GIVEN ENTRIES:
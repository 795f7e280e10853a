//! Core types used throughout Skirmish

use std::fmt;

use glam::{Quat, Vec3};
use serde::{Deserialize, Serialize};
use uuid::Uuid;

/// Unique identifier for a combat participant
#[derive(Debug, Clone, Copy, PartialEq, Eq, PartialOrd, Ord, Hash, Serialize, Deserialize)]
pub struct CombatantId(pub Uuid);

impl CombatantId {
    /// Create a new random combatant ID
    pub fn new() -> Self {
        Self(Uuid::new_v4())
    }

    /// Create a combatant ID from a UUID
    pub fn from_uuid(uuid: Uuid) -> Self {
        Self(uuid)
    }
}

impl Default for CombatantId {
    fn default() -> Self {
        Self::new()
    }
}

impl fmt::Display for CombatantId {
    fn fmt(&self, f: &mut fmt::Formatter<'_>) -> fmt::Result {
        // First block of the UUID is enough to tell combatants apart in logs
        let simple = self.0.simple().to_string();
        write!(f, "{}", &simple[..8])
    }
}

/// Position and orientation of a combatant
#[derive(Debug, Clone, Copy, PartialEq, Serialize, Deserialize)]
pub struct Transform {
    pub position: Vec3,
    pub rotation: Quat,
}

impl Default for Transform {
    fn default() -> Self {
        Self {
            position: Vec3::ZERO,
            rotation: Quat::IDENTITY,
        }
    }
}

impl Transform {
    /// Create a new transform at the given position
    pub fn from_position(position: Vec3) -> Self {
        Self {
            position,
            ..Default::default()
        }
    }

    /// Create a new transform with position and rotation
    pub fn from_position_rotation(position: Vec3, rotation: Quat) -> Self {
        Self { position, rotation }
    }

    /// Create a transform at `position` facing `target`
    pub fn looking_at(position: Vec3, target: Vec3) -> Self {
        let mut transform = Self::from_position(position);
        transform.face_toward(target);
        transform
    }

    /// Get the forward direction (negative Z in local space)
    pub fn forward(&self) -> Vec3 {
        self.rotation * -Vec3::Z
    }

    /// Get the right direction (positive X in local space)
    pub fn right(&self) -> Vec3 {
        self.rotation * Vec3::X
    }

    /// Translate by the given offset
    pub fn translate(&mut self, offset: Vec3) {
        self.position += offset;
    }

    /// Rotate by the given quaternion
    pub fn rotate(&mut self, rotation: Quat) {
        self.rotation = rotation * self.rotation;
    }

    /// Turn so that `forward()` points at the target. No-op if the target is
    /// at the current position.
    pub fn face_toward(&mut self, target: Vec3) {
        let Some(direction) = (target - self.position).try_normalize() else {
            return;
        };
        self.rotation = Quat::from_rotation_arc(-Vec3::Z, direction);
    }

    /// Unit direction from this transform's position to `target`
    pub fn direction_to(&self, target: Vec3) -> Option<Vec3> {
        (target - self.position).try_normalize()
    }
}

#[cfg(test)]
mod tests {
    use super::*;

    #[test]
    fn test_default_forward_is_negative_z() {
        let transform = Transform::default();
        assert!((transform.forward() - -Vec3::Z).length() < 1e-6);
    }

    #[test]
    fn test_looking_at_target() {
        let transform = Transform::looking_at(Vec3::ZERO, Vec3::new(10.0, 0.0, 0.0));
        assert!((transform.forward() - Vec3::X).length() < 1e-5);
    }

    #[test]
    fn test_face_toward_same_position_keeps_rotation() {
        let mut transform = Transform::from_position(Vec3::ONE);
        transform.face_toward(Vec3::ONE);
        assert_eq!(transform.rotation, Quat::IDENTITY);
    }

    #[test]
    fn test_direction_to() {
        let transform = Transform::from_position(Vec3::ZERO);
        let dir = transform.direction_to(Vec3::new(0.0, 0.0, 5.0)).unwrap();
        assert!((dir - Vec3::Z).length() < 1e-6);
        assert!(transform.direction_to(Vec3::ZERO).is_none());
    }

    #[test]
    fn test_combatant_ids_unique() {
        let a = CombatantId::new();
        let b = CombatantId::new();
        assert_ne!(a, b);
        assert_eq!(a.to_string().len(), 8);
    }
}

EXERCISE PROMPT:
The lines to copy are those in the listing that contain "ZERO".

EXPECTED OUTPUT:
            position: Vec3::ZERO,
        let transform = Transform::looking_at(Vec3::ZERO, Vec3::new(10.0, 0.0, 0.0));
        let transform = Transform::from_position(Vec3::ZERO);
        assert!(transform.direction_to(Vec3::ZERO).is_none());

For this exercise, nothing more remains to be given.